OK SIDEBAR: this is how he bastard throws down a sammich. straight up on the economical tip. what you do is buy a bag of trader joes ciabatta rolls because it's the most rolls you get for the money (8). I get a bag of pre cooked chicken breast from the self same store (because it's easy when you shop for everything at the same place).


I buy some cheese for filler. I used to get lo fat Swiss but the bastard is currently not in the business of giving a shit these days (read: DEMONS) so I've been getting pepper jack for me and fooling the wife with the lo fat Swiss (did you catch the name of the blog?).


lately I've gotten my hands on some barbecue sauce and that has been the spread of choice (side note: the wife gets pesto).


now what I do is rely on the toaster ovens in the mystery science kitchen area as they have the best toaster ovens in all the land. and I toast that bitch up.

there it is.

ANYWAY: The bacon. I have been feeding it into the sammich recipe this week. there will be no bacon leftover. and I will have some splainin to do Lucy when she finds out. but I can live with that. because… you know… bacon.

oh look. there is a glass of whiskey beside me. BAI!

—the bastard

Sunday, June 05, 2011

you know… I take that back





enough with the maudlin.

this afternoon, the boy and I were headed to the park to hang out.

since he got here, I wanted him to get the chance to play with kids and we've had no luck.

and by no luck, the bastard means that mouthy hard luck kids have been coming down from rougher parts of town to get all 'street' with my wide eyed son from the southwest and he comes away wondering why they assholes.

anyway, we're crossing the street and I see the waffle truck.

THE MOTHER EFFING WAFFLE TRUCK

I ran, not walked to the truck and the boy had no clue what just came over his old man as he said, 'boy, you don't understand. it's the mother effin WAFFLE TRUCK'

so I split a waffle with him and a hot chocolate and we ate it at a table by the gantries.

and that was my birthday present to myself. because it was the first time I had waffle truck with the boy. and it was the first time the boy had real Belgianesque hot chocolate.

and that was pretty special to me.

so whadda ya want. more whining? I van only muster up so much. go to sleep now jerks

—the bastard

Saturday, April 23, 2011

…on winging it



the bastard has some generous friends at the office.

and once in a great while some wild game falls into his lap.

sometimes it's just being in the right time and place for it too.

this time around, I had some pheasant I needed to get out of the freezer before it became a thing. which would then become a thing wasted.

and the bastard hates wasting things.

so when I found a recipe for pheasant banh mi in the "other" magazine's February issue I decide this was how the pheasant going to get done.

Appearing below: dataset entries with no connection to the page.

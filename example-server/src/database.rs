use sqlx::sqlite::SqlitePool;
use tracing::info;

/// Create the demo library schema: authors, books and loans
pub async fn setup(pool: &SqlitePool) -> Result<(), sqlx::Error> {
    for statement in [
        r#"
        CREATE TABLE IF NOT EXISTS authors (
            id INTEGER PRIMARY KEY AUTOINCREMENT,
            name TEXT NOT NULL,
            country TEXT,
            is_living BOOLEAN NOT NULL DEFAULT 1
        )
        "#,
        r#"
        CREATE TABLE IF NOT EXISTS books (
            id INTEGER PRIMARY KEY AUTOINCREMENT,
            author_id INTEGER NOT NULL REFERENCES authors(id),
            title TEXT NOT NULL,
            published INTEGER,
            price REAL,
            in_print BOOLEAN NOT NULL DEFAULT 1
        )
        "#,
        r#"
        CREATE TABLE IF NOT EXISTS loans (
            id INTEGER PRIMARY KEY AUTOINCREMENT,
            book_id INTEGER NOT NULL REFERENCES books(id),
            borrower TEXT NOT NULL,
            borrowed_at DATETIME DEFAULT CURRENT_TIMESTAMP,
            returned BOOLEAN NOT NULL DEFAULT 0
        )
        "#,
    ] {
        sqlx::query(statement).execute(pool).await?;
    }

    // Seed sample data if tables are empty
    seed_sample_data(pool).await
}

async fn seed_sample_data(pool: &SqlitePool) -> Result<(), sqlx::Error> {
    let author_count: i64 = sqlx::query_scalar("SELECT COUNT(*) FROM authors")
        .fetch_one(pool)
        .await?;
    if author_count > 0 {
        return Ok(());
    }

    let authors = [
        ("Ursula K. Le Guin", "United States", false),
        ("Chinua Achebe", "Nigeria", false),
        ("Haruki Murakami", "Japan", true),
        ("Olga Tokarczuk", "Poland", true),
        ("Italo Calvino", "Italy", false),
        ("Chimamanda Ngozi Adichie", "Nigeria", true),
    ];
    for (name, country, is_living) in authors {
        sqlx::query("INSERT INTO authors (name, country, is_living) VALUES (?, ?, ?)")
            .bind(name)
            .bind(country)
            .bind(is_living)
            .execute(pool)
            .await?;
    }

    // Enough books to page through
    let subjects = ["Rivers", "Cities", "Winter", "Letters", "Islands", "Clocks", "Gardens"];
    let book_total = 60;
    for index in 0..book_total {
        let author_id = (index % authors.len()) as i64 + 1;
        let title = format!("The {} of {}", subjects[index % subjects.len()], 1900 + index * 3);
        let price = 7.5 + (index % 9) as f64 * 1.25;

        sqlx::query(
            "INSERT INTO books (author_id, title, published, price, in_print) VALUES (?, ?, ?, ?, ?)",
        )
        .bind(author_id)
        .bind(title)
        .bind(1950 + index as i64)
        .bind(price)
        .bind(index % 4 != 0)
        .execute(pool)
        .await?;
    }

    let borrowers = ["Ada", "Grace", "Linus", "Barbara", "Ken"];
    let loan_total = 40;
    for index in 0..loan_total {
        sqlx::query("INSERT INTO loans (book_id, borrower, returned) VALUES (?, ?, ?)")
            .bind((index * 7 % book_total) as i64 + 1)
            .bind(borrowers[index % borrowers.len()])
            .bind(index % 3 == 0)
            .execute(pool)
            .await?;
    }

    info!(
        authors = authors.len(),
        books = book_total,
        loans = loan_total,
        "sample data seeded"
    );
    Ok(())
}
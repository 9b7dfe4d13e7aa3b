//! Database abstraction layer
//!
//! This module provides a database-agnostic interface for schema discovery
//! and row persistence.

pub mod traits;

#[cfg(feature = "sqlite")]
pub mod sqlite;

// Re-export the main trait
pub use traits::{DataSource, DatabaseError, FindQuery};
//! Schema registry
//!
//! The registry is built once, before the router exists, from the metadata a
//! [`DataSource`] reports. Every table is validated up front so that a
//! schema the dashboard cannot handle stops startup instead of failing a
//! request later.

use std::collections::BTreeMap;
use thiserror::Error;
use tracing::info;

use crate::database::DataSource;
use crate::schema::{ColumnSchema, Relation, SemanticType, TableInfo, TableSchema};
use crate::DashboardError;

/// Reasons a discovered table cannot be served
#[derive(Debug, Error, PartialEq, Eq)]
pub enum SchemaError {
    #[error("table {0} has no columns")]
    NoColumns(String),

    #[error("table {0} has no primary key column")]
    MissingPrimaryKey(String),

    #[error("table {table} has a composite primary key ({columns})")]
    CompositePrimaryKey { table: String, columns: String },

    #[error("table {table}: foreign key column {column} does not exist")]
    UnknownRelationColumn { table: String, column: String },

    #[error("table {0} was reported twice")]
    DuplicateTable(String),
}

/// Immutable set of table schemas, keyed by table name
#[derive(Debug, Clone, Default)]
pub struct SchemaRegistry {
    tables: BTreeMap<String, TableSchema>,
}

impl SchemaRegistry {
    /// Discover and validate every table of `source`
    pub async fn discover<DB: DataSource>(source: &DB) -> Result<Self, DashboardError> {
        let tables = source.describe_tables().await?;
        let registry = Self::from_tables(tables)?;

        info!(tables = registry.tables.len(), "schema registry built");
        Ok(registry)
    }

    /// Validate raw table metadata into a registry
    pub fn from_tables(tables: Vec<TableInfo>) -> Result<Self, SchemaError> {
        let mut registry = BTreeMap::new();

        for table in tables {
            let schema = normalize(table)?;
            if registry.contains_key(&schema.name) {
                return Err(SchemaError::DuplicateTable(schema.name));
            }
            registry.insert(schema.name.clone(), schema);
        }

        Ok(Self { tables: registry })
    }

    /// All tables, ordered by name
    pub fn tables(&self) -> impl Iterator<Item = &TableSchema> {
        self.tables.values()
    }

    /// Table names, ordered
    pub fn table_names(&self) -> impl Iterator<Item = &str> {
        self.tables.keys().map(String::as_str)
    }

    /// Look up a table, failing with `NotFound` for unknown names
    pub fn get(&self, name: &str) -> Result<&TableSchema, DashboardError> {
        self.tables
            .get(name)
            .ok_or_else(|| DashboardError::NotFound(format!("table {}", name)))
    }
}

fn normalize(table: TableInfo) -> Result<TableSchema, SchemaError> {
    if table.columns.is_empty() {
        return Err(SchemaError::NoColumns(table.name));
    }

    let key_columns: Vec<&str> = table
        .columns
        .iter()
        .filter(|column| column.is_primary_key)
        .map(|column| column.name.as_str())
        .collect();
    let primary_key = match key_columns.as_slice() {
        [] => return Err(SchemaError::MissingPrimaryKey(table.name.clone())),
        [column] => column.to_string(),
        columns => {
            return Err(SchemaError::CompositePrimaryKey {
                columns: columns.join(", "),
                table: table.name.clone(),
            })
        }
    };

    let mut relations = Vec::with_capacity(table.foreign_keys.len());
    for foreign_key in &table.foreign_keys {
        if !table.columns.iter().any(|column| column.name == foreign_key.column) {
            return Err(SchemaError::UnknownRelationColumn {
                table: table.name.clone(),
                column: foreign_key.column.clone(),
            });
        }
        // A column may carry several constraints; the first one wins.
        if relations
            .iter()
            .any(|relation: &Relation| relation.local_column == foreign_key.column)
        {
            continue;
        }
        relations.push(Relation {
            local_column: foreign_key.column.clone(),
            foreign_table: foreign_key.references_table.clone(),
        });
    }

    let columns = table
        .columns
        .iter()
        .map(|column| ColumnSchema {
            name: column.name.clone(),
            semantic_type: SemanticType::from_sql_type(&column.data_type),
            is_foreign_key: relations
                .iter()
                .any(|relation| relation.local_column == column.name),
            is_primary_key: column.name == primary_key,
        })
        .collect();

    Ok(TableSchema {
        name: table.name,
        columns,
        primary_key,
        relations,
    })
}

truth to tell it was more prep than cooking.


took some meats. don't get squeamish on me jerks. meaT isn't something that comes in a styrofoam container all the time.


added a jalapeño but I would have preferred a scotch bonnet.

zip zip zip. scare the crap out of the baby with the sheer screaming power of the food processor

make patties.

30 minutes at 300° and it's all good in the hood.

I also hooked up a sriacha mayonnaise to go with. 3-5 tablespoons to a half cuppa mayo.


and boom goes the dynamite. turns out that this bird while short on meat was the gift that kept on giving in the portion department.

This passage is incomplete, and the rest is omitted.